Alguien está abriendo la verja. ¡Ah, es la tía!
Fuiste una tía para mis hijos y una hermana para mí, pero nunca pude llamarte hermana. Te comportabas más bien como una suegra. Veo que has venido a echar un vistazo a la casa porque ha nevado y ha hecho mucho viento. Pensaba que nadie cuidaba la casa; había olvidado que tú estás aquí. Pero ¿por qué cojeas? Siempre has sido tan flexible… Supongo que tú también estás envejeciendo. Ten cuidado con la nieve.
—¿Hay alguien en casa?
Tu voz sigue siendo potente.
—No hay nadie, ¿verdad?
Gritas aun a sabiendas de que no hay nadie. Te sientas en el borde del porche sin esperar una respuesta. ¿Por qué has venido sin abrigarte? Pillarás un resfriado. Miras la nieve del patio como si tuvieras la cabeza en otra parte. ¿En qué estás pensando?
—Tengo la sensación de que hay alguien más aquí…
Me falta poco para ser un fantasma, tía.
—No sé qué haces vagando con este frío.
¿Estás hablando conmigo?
—Pasó el verano, pasó el otoño, y ya es invierno… No sabía que podías ser tan cruel. ¿Qué va a ser de esta casa sin ti? No es más que un caparazón vacío. Te fuiste con ropa de verano y no has vuelto, aunque ya es invierno… ¿Ya estás en el otro mundo?

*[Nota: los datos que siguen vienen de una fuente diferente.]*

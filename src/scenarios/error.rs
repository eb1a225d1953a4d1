//! Scenario step errors
//!
//! The `Display` text of a `StepError` is exactly the message recorded in
//! the failing outcome.

use thiserror::Error;

use crate::http::HttpError;
use crate::models::Role;

#[derive(Error, Debug, Clone, PartialEq, Eq)]
pub enum StepError {
    /// A required login produced no token
    #[error("{0} authentication failed")]
    Unauthenticated(Role),

    /// The login under test produced no token
    #[error("Login failed - no token received")]
    LoginFailed,

    #[error("Request error: {0}")]
    Http(#[from] HttpError),

    /// Liveness endpoint unreachable
    #[error("Connection error: {0}")]
    Connection(HttpError),

    #[error("{context}: {status}")]
    UnexpectedStatus { context: String, status: u16 },

    #[error("Invalid response from {step}: missing field '{field}'")]
    MissingField { step: String, field: String },

    #[error("No loads available for bidding")]
    NoLoadsAvailable,
}

impl StepError {
    pub fn unexpected_status(context: impl Into<String>, status: u16) -> Self {
        StepError::UnexpectedStatus {
            context: context.into(),
            status,
        }
    }

    pub fn missing_field(step: impl Into<String>, field: impl Into<String>) -> Self {
        StepError::MissingField {
            step: step.into(),
            field: field.into(),
        }
    }

    /// Observed HTTP status, when the failure was a status mismatch
    pub fn status_code(&self) -> Option<u16> {
        match self {
            StepError::UnexpectedStatus { status, .. } => Some(*status),
            _ => None,
        }
    }
}

#[cfg(test)]
mod tests {
    use super::*;

    #[test]
    fn test_messages() {
        assert_eq!(
            StepError::Unauthenticated(Role::Client).to_string(),
            "Client authentication failed"
        );
        assert_eq!(
            StepError::unexpected_status("Failed to create load", 500).to_string(),
            "Failed to create load: 500"
        );
        assert_eq!(
            StepError::Http(HttpError::Timeout(10)).to_string(),
            "Request error: Timeout after 10 seconds"
        );
        assert_eq!(
            StepError::missing_field("load creation", "load.id").to_string(),
            "Invalid response from load creation: missing field 'load.id'"
        );
    }

    #[test]
    fn test_status_code() {
        assert_eq!(
            StepError::unexpected_status("Profile access failed", 401).status_code(),
            Some(401)
        );
        assert_eq!(StepError::NoLoadsAvailable.status_code(), None);
    }
}
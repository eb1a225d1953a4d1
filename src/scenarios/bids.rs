//! Scenario 6: Bid Operations
//!
//! A transporter lists loads, bids on the first one, then lists bids.

use chrono::{Duration, Utc};
use serde_json::{json, Value};
use tracing::{debug, info};

use super::{shape, ScenarioContext, StepError};
use crate::http::HttpRequest;
use crate::models::Role;

/// Bid payload targeting `load_id`
pub fn bid_fixture(load_id: &Value) -> Value {
    let now = Utc::now();
    json!({
        "loadId": load_id,
        "amount": 6500.0,
        "pickupDate": (now + Duration::days(7)).to_rfc3339(),
        "deliveryDate": (now + Duration::days(10)).to_rfc3339(),
        "comments": "Professional transport service with insurance",
    })
}

#[derive(Clone, Debug)]
pub struct BidOperationsScenario {
    pub role: Role,
}

impl Default for BidOperationsScenario {
    fn default() -> Self {
        Self {
            role: Role::Transporter,
        }
    }
}

impl BidOperationsScenario {
    pub async fn run(&self, ctx: &ScenarioContext) -> Result<String, StepError> {
        info!("Running Bid Operations scenario");
        let token = ctx.login(self.role).await?;

        let listing = ctx
            .expect_json(
                HttpRequest::get(ctx.api("/loads")).bearer(&token),
                200,
                "Failed to retrieve loads",
            )
            .await?;
        let first_load = shape::list(&listing, "loads", "load list")?
            .first()
            .ok_or(StepError::NoLoadsAvailable)?;
        let load_id = shape::field(first_load, "id", "load list")?;
        debug!("Bidding on load {}", load_id);

        let created = ctx
            .expect_json(
                HttpRequest::post(ctx.api("/bids"))
                    .bearer(&token)
                    .json(&bid_fixture(load_id)),
                201,
                "Failed to create bid",
            )
            .await?;
        let bid_id = shape::id(&created, "bid.id", "bid creation")?;

        let bids = ctx
            .expect_json(
                HttpRequest::get(ctx.api("/bids")).bearer(&token),
                200,
                "Failed to retrieve bids",
            )
            .await?;
        let count = shape::list(&bids, "bids", "bid list")?.len();

        Ok(format!("Created bid {bid_id}, Retrieved {count} bids"))
    }
}
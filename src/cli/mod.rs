//! CLI argument parsing
//!
//! Defines command-line interface using clap.

use anyhow::{Context, Result};
use clap::{Parser, Subcommand};

use crate::utils::logger::LogLevel;

/// FleetXchange API integration test harness
#[derive(Parser, Debug)]
#[command(name = "fleetx-apitest")]
#[command(version = "0.1.0")]
#[command(about = "Run end-to-end checks against a FleetXchange API server")]
#[command(long_about = None)]
pub struct Args {
    #[command(subcommand)]
    pub command: Command,

    /// Enable verbose output (debug logging)
    #[arg(short, long, global = true)]
    pub verbose: bool,

    /// Log level
    #[arg(long, global = true, value_enum, default_value_t = LogLevel::Info)]
    pub log_level: LogLevel,
}

#[derive(Subcommand, Debug)]
pub enum Command {
    /// Run the API test suite
    Run(RunArgs),

    /// List available scenarios
    List(ListArgs),

    /// View stored test runs
    Results(ResultsArgs),

    /// Manage configuration files
    Config(ConfigArgs),
}

/// Arguments for run command
#[derive(Parser, Debug)]
pub struct RunArgs {
    /// Server root URL (e.g. http://localhost:5000)
    #[arg(short, long)]
    pub base_url: Option<String>,

    /// Configuration file (YAML or JSON)
    #[arg(short, long)]
    pub config: Option<String>,

    /// Request timeout in seconds
    #[arg(long)]
    pub timeout: Option<u64>,

    /// Readiness attempts before giving up
    #[arg(long)]
    pub max_attempts: Option<u32>,

    /// Seconds between readiness attempts
    #[arg(long)]
    pub delay: Option<u64>,

    /// Specific scenario number to run (1-9)
    #[arg(short, long)]
    pub scenario: Option<u8>,

    /// Skip specific scenarios (comma-separated numbers)
    #[arg(long)]
    pub skip: Option<String>,

    /// Do not wait for the server to become ready
    #[arg(long)]
    pub no_wait: bool,

    /// Output format (table, json, json-pretty, summary)
    #[arg(short, long)]
    pub format: Option<String>,

    /// Save the run to the results directory
    #[arg(long)]
    pub save: bool,

    /// Results directory (overrides config)
    #[arg(long)]
    pub results_dir: Option<String>,
}

/// Arguments for list command
#[derive(Parser, Debug)]
pub struct ListArgs {
    /// Show role and category for each scenario
    #[arg(short, long)]
    pub detailed: bool,
}

/// Arguments for results command
#[derive(Parser, Debug)]
pub struct ResultsArgs {
    #[command(subcommand)]
    pub action: ResultsAction,

    /// Results directory (defaults to the user data dir)
    #[arg(long, global = true)]
    pub dir: Option<String>,
}

#[derive(Subcommand, Debug)]
pub enum ResultsAction {
    /// List stored runs, newest first
    List,

    /// Show one stored run
    Show {
        /// Run ID (or "latest")
        id: String,

        /// Output format (table, json, json-pretty, summary)
        #[arg(short, long, default_value = "table")]
        format: String,
    },

    /// Export a stored run to JSON or CSV
    Export {
        /// Run ID (or "latest")
        id: String,

        /// Output path; format follows the extension
        #[arg(short, long)]
        output: String,
    },

    /// Delete a stored run
    Delete {
        /// Run ID
        id: String,
    },
}

/// Arguments for config command
#[derive(Parser, Debug)]
pub struct ConfigArgs {
    #[command(subcommand)]
    pub action: ConfigAction,
}

#[derive(Subcommand, Debug)]
pub enum ConfigAction {
    /// Write an example configuration file
    Init {
        /// Output path
        #[arg(short, long, default_value = "./fleetx-apitest.yaml")]
        output: String,

        /// Overwrite an existing file
        #[arg(long)]
        force: bool,
    },

    /// Show the effective configuration
    Show {
        /// Show environment variable overrides instead
        #[arg(long)]
        env: bool,

        /// Output format (yaml, json)
        #[arg(short, long, default_value = "yaml")]
        format: String,
    },

    /// Validate a configuration file
    Validate {
        /// File to validate (defaults to the first one found)
        file: Option<String>,
    },

    /// Describe supported environment variables
    Env,
}

/// Parse a comma-separated list of scenario numbers such as `5,6`
pub fn parse_number_list(list: &str) -> Result<Vec<u8>> {
    list.split(',')
        .map(str::trim)
        .filter(|item| !item.is_empty())
        .map(|item| {
            item.parse::<u8>()
                .with_context(|| format!("Invalid scenario number: {item}"))
        })
        .collect()
}

#[cfg(test)]
mod tests {
    use super::*;

    #[test]
    fn test_args_parsing() {
        let args = Args::parse_from(["fleetx-apitest", "list", "--detailed"]);
        match args.command {
            Command::List(list_args) => {
                assert!(list_args.detailed);
            }
            _ => panic!("Expected List command"),
        }
        assert!(!args.verbose);
        assert_eq!(args.log_level, LogLevel::Info);
    }

    #[test]
    fn test_run_args() {
        let args = Args::parse_from([
            "fleetx-apitest",
            "run",
            "--base-url",
            "http://api.test:5000",
            "--skip",
            "5,6",
            "--no-wait",
            "--save",
            "-v",
            "--log-level",
            "warn",
        ]);
        assert_eq!(args.log_level, LogLevel::Warn);
        assert!(args.verbose);
        match args.command {
            Command::Run(run_args) => {
                assert_eq!(run_args.base_url.as_deref(), Some("http://api.test:5000"));
                assert_eq!(run_args.skip.as_deref(), Some("5,6"));
                assert!(run_args.no_wait);
                assert!(run_args.save);
                assert!(run_args.scenario.is_none());
            }
            _ => panic!("Expected Run command"),
        }
    }

    #[test]
    fn test_parse_number_list() {
        assert_eq!(parse_number_list("5,6").unwrap(), vec![5, 6]);
        assert_eq!(parse_number_list(" 1 , 9,").unwrap(), vec![1, 9]);
        assert!(parse_number_list("").unwrap().is_empty());
        assert!(parse_number_list("5,x").is_err());
    }

    #[test]
    fn test_results_show() {
        let args = Args::parse_from(["fleetx-apitest", "results", "show", "latest"]);
        match args.command {
            Command::Results(ResultsArgs {
                action: ResultsAction::Show { id, format },
                dir,
            }) => {
                assert_eq!(id, "latest");
                assert_eq!(format, "table");
                assert!(dir.is_none());
            }
            _ => panic!("Expected results show"),
        }
    }
}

Aún no. Sigo vagando por aquí.
—El ser más triste es el que muere fuera de su hogar… Por favor, ten cuidado y vuelve.
¿Estás llorando?
Tus ojos, largas rendijas, miran el cielo gris y se llenan de lágrimas. Tus ojos ya no asustan. Tus severos ojos me daban tanto miedo que, la verdad, nunca te miraba a la cara para no encontrármelos. Pero creo que me gustabas más cuando no te andabas con tonterías. Ahora no pareces tú, ahí sentada con los hombros hundidos. Nunca te oí decir nada agradable cuando vivía, así que ¿por qué tengo que mirar ahora tu figura abatida? No me gusta verte tan débil. No solo te tenía miedo. Si pasaba algo malo y no sabía qué hacer, siempre pensaba: «¿Qué haría la tía?». Y hacía lo que creía que tú harías. De modo que también eras mi modelo. Ya sabes que tengo carácter. Todas las relaciones del mundo son recíprocas, no las determina una sola parte. Y ahora vas a tener que cuidar del padre de Hyong-chol, que está solo. A mí también me preocupa. Pero sabiendo que tú andas cerca, me siento un poco mejor. Cuando vivía, sabía muy bien que tú dependías del padre de Hyong-chol porque estabas sola, y no me sentía dolida, ni excluida, ni decepcionada. Solo te veía como un miembro mayor y difícil de la familia. Hasta tal punto, que parecías nuestra madre en lugar de nuestra hermana. Pero, tía… no quiero descansar en el lugar que reservasteis para mí hace unos años en la tumba de nuestros antepasados. No quiero que me enterréis allí. Cuando vivía aquí y me despertaba de la niebla en mi cabeza, iba sola hasta esa tumba, para acostumbrarme a ella, ya que tenía que vivir allí después de la muerte. Era un lugar soleado y me gustaba ese pino inclinado pero alto. Pero seguir siendo un miembro de esta familia aun después de la muerte me resultaría muy duro. Para intentar cambiar de opinión, cantaba mientras arrancaba malas hierbas y me sentaba allí hasta que se ponía el sol. Pero nunca logré sentirme cómoda. Viví con vuestra familia durante más de cincuenta años. Por favor, déjame marchar. Cuando asignamos las tumbas y tú dijiste que mi parcela debía estar en un lugar por debajo de la cuesta donde estaba la tuya, te miré furiosa y dije: «Así podré hacerte recados aun estando muerta». Recuerdo que eso es lo que dije. No estés enfadada por eso, tía. He pensado mucho en ello, pero no lo dije con rencor. Solo quiero irme a casa. Iré a descansar allí.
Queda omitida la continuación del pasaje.